(INFORMATION SHOWN begins)

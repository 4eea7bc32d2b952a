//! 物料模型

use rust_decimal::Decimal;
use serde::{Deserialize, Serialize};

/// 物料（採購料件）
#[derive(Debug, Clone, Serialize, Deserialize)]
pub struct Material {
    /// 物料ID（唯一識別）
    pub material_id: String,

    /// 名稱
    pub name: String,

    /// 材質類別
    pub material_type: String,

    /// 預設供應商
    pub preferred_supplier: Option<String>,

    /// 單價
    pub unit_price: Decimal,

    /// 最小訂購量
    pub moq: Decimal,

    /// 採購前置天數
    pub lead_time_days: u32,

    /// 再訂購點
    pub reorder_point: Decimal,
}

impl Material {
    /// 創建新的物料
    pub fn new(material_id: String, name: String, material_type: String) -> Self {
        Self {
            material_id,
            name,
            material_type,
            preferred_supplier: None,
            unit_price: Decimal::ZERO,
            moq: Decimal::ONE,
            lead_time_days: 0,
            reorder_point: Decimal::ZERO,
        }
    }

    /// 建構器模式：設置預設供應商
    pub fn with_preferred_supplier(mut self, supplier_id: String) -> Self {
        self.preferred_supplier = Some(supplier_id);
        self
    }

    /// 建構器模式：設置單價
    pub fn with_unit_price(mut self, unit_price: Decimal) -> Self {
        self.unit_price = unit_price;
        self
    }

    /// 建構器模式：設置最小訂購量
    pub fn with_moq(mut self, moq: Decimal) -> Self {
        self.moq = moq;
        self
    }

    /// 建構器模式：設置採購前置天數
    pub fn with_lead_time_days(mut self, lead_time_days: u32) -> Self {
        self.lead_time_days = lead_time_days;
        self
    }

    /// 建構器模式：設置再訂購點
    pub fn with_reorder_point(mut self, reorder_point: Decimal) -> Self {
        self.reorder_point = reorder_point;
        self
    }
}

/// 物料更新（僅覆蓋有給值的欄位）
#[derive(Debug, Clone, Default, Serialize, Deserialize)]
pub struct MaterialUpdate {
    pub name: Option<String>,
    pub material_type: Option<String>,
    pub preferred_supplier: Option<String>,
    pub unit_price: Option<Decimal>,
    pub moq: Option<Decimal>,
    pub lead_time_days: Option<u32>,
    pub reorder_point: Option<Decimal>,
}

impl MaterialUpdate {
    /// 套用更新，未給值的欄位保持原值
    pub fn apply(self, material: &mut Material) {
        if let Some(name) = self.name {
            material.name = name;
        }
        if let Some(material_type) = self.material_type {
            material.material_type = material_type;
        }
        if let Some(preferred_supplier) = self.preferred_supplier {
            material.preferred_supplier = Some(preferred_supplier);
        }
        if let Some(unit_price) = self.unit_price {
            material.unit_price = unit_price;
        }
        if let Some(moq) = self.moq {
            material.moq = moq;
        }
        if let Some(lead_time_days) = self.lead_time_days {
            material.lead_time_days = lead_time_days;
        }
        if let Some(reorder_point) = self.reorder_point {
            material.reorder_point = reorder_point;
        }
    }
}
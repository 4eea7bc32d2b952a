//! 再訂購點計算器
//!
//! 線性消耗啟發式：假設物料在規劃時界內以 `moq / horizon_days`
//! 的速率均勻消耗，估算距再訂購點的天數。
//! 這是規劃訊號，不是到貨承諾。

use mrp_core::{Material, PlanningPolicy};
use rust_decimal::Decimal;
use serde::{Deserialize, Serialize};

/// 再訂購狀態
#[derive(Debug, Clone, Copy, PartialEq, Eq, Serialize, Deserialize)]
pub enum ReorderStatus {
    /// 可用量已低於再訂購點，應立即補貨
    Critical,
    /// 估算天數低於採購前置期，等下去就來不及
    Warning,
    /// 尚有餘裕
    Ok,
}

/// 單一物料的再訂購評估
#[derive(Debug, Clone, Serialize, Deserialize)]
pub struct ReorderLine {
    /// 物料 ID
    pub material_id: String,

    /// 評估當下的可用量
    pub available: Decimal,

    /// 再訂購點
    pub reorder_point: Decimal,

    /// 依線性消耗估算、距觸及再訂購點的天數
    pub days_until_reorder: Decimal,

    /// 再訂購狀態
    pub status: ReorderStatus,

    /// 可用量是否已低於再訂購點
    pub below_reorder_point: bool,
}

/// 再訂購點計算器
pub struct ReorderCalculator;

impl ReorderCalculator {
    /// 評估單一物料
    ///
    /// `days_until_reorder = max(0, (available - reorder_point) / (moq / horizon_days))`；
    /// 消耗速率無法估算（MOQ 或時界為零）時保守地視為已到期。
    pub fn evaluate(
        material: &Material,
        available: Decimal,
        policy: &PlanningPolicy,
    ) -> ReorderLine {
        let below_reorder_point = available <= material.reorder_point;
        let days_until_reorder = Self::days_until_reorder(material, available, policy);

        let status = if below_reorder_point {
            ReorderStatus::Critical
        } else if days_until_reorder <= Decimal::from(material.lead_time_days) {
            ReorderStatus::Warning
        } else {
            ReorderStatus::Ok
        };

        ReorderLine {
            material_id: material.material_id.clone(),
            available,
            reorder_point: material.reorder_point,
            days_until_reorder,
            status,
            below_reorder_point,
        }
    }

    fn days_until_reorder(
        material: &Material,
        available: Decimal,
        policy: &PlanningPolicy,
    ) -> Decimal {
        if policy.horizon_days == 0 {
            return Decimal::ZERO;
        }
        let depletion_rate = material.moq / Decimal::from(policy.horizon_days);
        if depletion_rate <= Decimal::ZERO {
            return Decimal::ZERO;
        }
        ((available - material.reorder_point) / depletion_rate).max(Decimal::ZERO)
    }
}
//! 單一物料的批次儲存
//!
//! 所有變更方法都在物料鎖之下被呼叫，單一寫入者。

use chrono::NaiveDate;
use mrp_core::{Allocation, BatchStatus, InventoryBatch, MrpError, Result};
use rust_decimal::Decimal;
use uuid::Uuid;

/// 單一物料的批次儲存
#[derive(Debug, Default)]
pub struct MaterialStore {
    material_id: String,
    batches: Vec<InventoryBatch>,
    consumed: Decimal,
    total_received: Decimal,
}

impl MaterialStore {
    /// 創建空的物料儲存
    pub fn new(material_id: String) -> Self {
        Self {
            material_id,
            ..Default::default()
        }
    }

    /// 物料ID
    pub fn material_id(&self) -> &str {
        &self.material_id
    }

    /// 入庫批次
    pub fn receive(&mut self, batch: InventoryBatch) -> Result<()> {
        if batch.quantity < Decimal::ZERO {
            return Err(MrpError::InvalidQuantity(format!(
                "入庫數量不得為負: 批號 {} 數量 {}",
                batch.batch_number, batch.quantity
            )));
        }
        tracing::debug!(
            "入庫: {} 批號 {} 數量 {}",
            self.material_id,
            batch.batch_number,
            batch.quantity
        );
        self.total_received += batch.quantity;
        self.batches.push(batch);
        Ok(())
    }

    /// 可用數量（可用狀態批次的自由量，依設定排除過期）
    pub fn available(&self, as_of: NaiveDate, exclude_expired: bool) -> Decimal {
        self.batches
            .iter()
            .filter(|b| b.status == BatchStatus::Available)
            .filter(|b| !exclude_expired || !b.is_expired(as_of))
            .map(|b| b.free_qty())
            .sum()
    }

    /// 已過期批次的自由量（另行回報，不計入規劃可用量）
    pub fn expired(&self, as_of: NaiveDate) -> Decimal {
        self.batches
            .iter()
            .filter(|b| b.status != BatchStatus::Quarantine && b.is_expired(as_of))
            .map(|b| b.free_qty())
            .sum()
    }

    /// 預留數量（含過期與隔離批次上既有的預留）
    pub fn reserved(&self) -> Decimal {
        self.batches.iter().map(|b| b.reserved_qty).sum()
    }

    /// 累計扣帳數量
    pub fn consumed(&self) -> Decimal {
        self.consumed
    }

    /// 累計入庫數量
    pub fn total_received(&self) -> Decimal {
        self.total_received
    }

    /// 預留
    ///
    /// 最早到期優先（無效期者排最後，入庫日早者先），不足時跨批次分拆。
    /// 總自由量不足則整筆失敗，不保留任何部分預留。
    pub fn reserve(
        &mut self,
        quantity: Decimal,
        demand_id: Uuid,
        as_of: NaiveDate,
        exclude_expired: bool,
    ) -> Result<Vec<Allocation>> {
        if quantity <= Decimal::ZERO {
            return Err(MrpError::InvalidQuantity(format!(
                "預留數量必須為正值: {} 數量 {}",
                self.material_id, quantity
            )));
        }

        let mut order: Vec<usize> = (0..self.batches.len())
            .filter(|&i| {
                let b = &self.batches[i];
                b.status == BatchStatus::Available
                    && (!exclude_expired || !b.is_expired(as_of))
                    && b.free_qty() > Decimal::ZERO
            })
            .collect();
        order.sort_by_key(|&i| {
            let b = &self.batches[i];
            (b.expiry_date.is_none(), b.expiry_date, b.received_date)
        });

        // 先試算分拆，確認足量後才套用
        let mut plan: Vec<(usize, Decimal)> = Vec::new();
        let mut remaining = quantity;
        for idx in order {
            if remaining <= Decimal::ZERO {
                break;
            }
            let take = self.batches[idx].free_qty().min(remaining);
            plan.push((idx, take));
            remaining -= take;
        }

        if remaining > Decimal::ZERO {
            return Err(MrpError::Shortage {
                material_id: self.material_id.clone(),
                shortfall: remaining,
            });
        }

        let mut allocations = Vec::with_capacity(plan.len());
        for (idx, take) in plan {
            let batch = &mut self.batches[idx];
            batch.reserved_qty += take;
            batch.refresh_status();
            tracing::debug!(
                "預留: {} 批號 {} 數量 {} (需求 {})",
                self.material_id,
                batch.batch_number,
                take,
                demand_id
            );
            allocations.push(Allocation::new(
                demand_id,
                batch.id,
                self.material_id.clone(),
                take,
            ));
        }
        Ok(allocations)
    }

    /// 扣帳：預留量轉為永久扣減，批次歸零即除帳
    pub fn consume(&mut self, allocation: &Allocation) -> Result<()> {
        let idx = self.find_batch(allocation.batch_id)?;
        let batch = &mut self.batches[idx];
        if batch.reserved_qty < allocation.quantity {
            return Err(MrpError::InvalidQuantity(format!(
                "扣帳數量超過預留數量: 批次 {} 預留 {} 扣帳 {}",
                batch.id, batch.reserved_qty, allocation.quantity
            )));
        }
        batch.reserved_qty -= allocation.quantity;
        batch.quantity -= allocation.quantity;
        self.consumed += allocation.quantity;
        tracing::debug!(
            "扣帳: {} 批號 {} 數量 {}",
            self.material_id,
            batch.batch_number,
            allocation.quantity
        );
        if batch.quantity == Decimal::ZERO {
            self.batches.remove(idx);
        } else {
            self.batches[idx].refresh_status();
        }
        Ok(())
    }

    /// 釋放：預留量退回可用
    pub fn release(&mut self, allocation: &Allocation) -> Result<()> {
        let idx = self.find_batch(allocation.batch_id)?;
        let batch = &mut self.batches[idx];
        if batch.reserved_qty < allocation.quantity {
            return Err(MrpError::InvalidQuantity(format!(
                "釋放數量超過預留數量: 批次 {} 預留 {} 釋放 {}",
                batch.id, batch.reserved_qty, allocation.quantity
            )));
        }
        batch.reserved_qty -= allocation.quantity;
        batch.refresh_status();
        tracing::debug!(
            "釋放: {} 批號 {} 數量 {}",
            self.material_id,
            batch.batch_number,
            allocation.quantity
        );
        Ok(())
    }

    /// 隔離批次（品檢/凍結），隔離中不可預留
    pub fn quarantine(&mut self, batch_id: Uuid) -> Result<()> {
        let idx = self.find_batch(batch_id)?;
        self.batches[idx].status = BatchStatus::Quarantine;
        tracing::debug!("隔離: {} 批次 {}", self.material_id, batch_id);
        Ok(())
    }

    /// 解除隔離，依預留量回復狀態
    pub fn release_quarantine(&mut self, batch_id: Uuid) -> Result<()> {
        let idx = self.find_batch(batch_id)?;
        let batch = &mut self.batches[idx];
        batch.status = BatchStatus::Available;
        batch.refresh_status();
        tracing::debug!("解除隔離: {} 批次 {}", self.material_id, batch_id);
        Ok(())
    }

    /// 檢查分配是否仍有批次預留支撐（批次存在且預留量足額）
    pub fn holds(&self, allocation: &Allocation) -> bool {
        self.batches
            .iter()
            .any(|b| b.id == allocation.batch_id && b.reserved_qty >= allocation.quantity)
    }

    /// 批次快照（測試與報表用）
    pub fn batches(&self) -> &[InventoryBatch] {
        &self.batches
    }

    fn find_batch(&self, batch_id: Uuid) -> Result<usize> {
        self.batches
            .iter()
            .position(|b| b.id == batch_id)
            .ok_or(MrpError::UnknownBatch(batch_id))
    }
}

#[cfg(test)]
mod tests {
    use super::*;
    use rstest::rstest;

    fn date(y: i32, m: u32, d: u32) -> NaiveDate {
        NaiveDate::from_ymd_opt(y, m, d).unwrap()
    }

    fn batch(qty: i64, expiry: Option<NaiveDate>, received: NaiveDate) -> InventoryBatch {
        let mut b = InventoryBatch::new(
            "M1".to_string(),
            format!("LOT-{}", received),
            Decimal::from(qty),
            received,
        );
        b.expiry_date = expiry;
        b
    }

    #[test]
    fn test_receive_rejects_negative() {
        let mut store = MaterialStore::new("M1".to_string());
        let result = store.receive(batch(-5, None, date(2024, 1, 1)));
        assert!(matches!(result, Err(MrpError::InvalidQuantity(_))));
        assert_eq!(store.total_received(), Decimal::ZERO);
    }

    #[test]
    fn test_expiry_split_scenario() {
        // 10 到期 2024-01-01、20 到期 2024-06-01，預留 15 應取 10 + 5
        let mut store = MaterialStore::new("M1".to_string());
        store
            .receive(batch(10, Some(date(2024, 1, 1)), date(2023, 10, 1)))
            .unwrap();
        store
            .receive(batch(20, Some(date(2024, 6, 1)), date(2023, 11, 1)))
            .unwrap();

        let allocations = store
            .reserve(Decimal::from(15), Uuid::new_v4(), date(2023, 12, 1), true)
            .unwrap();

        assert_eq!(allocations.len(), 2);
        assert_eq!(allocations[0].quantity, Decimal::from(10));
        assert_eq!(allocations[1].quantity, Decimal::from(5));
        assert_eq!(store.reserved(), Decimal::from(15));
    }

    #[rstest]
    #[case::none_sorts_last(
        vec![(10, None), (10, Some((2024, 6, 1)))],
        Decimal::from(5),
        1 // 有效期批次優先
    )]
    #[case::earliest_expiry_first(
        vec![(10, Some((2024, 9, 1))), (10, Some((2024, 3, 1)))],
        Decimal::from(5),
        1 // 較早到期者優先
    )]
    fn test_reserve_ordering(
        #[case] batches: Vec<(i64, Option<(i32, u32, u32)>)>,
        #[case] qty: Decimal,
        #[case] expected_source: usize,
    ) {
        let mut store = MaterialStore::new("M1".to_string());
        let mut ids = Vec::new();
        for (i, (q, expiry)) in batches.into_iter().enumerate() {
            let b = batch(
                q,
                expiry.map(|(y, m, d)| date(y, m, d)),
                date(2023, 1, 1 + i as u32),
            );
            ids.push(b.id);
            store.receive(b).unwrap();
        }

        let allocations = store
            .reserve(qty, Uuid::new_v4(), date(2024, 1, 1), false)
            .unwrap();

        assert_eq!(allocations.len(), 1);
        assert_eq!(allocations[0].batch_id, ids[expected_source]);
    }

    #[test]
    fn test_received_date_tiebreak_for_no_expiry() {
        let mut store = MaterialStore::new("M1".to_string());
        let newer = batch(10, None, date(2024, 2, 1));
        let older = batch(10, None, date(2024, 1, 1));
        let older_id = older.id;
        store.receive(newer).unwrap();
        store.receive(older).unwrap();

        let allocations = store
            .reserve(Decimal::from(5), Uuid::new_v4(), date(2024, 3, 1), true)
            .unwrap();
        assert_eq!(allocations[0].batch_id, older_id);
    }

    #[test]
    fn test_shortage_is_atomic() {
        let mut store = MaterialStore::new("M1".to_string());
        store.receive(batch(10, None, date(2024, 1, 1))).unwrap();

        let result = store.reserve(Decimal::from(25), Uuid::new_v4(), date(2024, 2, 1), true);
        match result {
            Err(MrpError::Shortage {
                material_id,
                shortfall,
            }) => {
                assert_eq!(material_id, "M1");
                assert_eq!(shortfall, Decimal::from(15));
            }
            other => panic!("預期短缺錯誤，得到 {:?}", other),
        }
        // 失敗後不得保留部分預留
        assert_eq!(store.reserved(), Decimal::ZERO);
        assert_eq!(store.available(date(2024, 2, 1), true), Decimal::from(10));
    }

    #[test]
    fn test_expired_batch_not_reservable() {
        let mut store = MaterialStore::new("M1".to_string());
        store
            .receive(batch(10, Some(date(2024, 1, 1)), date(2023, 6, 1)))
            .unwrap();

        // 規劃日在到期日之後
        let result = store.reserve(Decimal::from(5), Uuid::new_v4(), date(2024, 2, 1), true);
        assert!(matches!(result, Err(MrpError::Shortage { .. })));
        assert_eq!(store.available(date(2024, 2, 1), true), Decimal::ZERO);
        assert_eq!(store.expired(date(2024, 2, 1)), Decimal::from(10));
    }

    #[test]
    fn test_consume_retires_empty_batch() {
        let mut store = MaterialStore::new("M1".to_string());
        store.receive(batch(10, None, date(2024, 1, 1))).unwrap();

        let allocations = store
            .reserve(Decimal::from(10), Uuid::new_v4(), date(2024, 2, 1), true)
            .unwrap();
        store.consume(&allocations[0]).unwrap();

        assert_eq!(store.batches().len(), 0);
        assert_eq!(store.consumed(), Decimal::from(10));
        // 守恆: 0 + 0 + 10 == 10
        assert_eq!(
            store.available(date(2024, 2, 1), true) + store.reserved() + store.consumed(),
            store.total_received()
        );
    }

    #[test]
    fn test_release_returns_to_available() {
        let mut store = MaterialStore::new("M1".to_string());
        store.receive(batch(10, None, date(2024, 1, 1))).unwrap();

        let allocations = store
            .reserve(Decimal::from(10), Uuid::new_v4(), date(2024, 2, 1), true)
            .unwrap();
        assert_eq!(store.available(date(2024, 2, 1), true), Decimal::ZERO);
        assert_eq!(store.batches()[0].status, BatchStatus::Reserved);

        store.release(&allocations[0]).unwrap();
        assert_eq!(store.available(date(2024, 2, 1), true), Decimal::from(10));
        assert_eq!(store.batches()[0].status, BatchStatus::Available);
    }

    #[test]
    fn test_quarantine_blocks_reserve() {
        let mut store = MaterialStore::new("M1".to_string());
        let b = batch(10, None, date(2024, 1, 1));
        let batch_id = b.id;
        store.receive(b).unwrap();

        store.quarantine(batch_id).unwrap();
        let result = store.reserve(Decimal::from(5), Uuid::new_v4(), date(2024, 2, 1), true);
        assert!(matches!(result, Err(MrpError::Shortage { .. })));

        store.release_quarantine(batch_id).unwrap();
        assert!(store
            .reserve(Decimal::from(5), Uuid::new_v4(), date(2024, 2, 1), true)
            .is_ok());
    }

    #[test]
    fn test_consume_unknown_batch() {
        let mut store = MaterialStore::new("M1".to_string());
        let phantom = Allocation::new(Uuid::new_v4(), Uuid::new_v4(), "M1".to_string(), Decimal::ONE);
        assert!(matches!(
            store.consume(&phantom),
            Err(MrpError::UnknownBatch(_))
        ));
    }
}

(INFORMATION SHOWN ends)

▸ EXERCISE DESCRIPTION
Wherever "derive" occurs in the records above, copy the line it sits in.

▸ EXERCISE ANSWER
#[derive(Debug, Clone, Serialize, Deserialize)]
#[derive(Debug, Clone, Default, Serialize, Deserialize)]
#[derive(Debug, Clone, Copy, PartialEq, Eq, Serialize, Deserialize)]
#[derive(Debug, Clone, Serialize, Deserialize)]
#[derive(Debug, Default)]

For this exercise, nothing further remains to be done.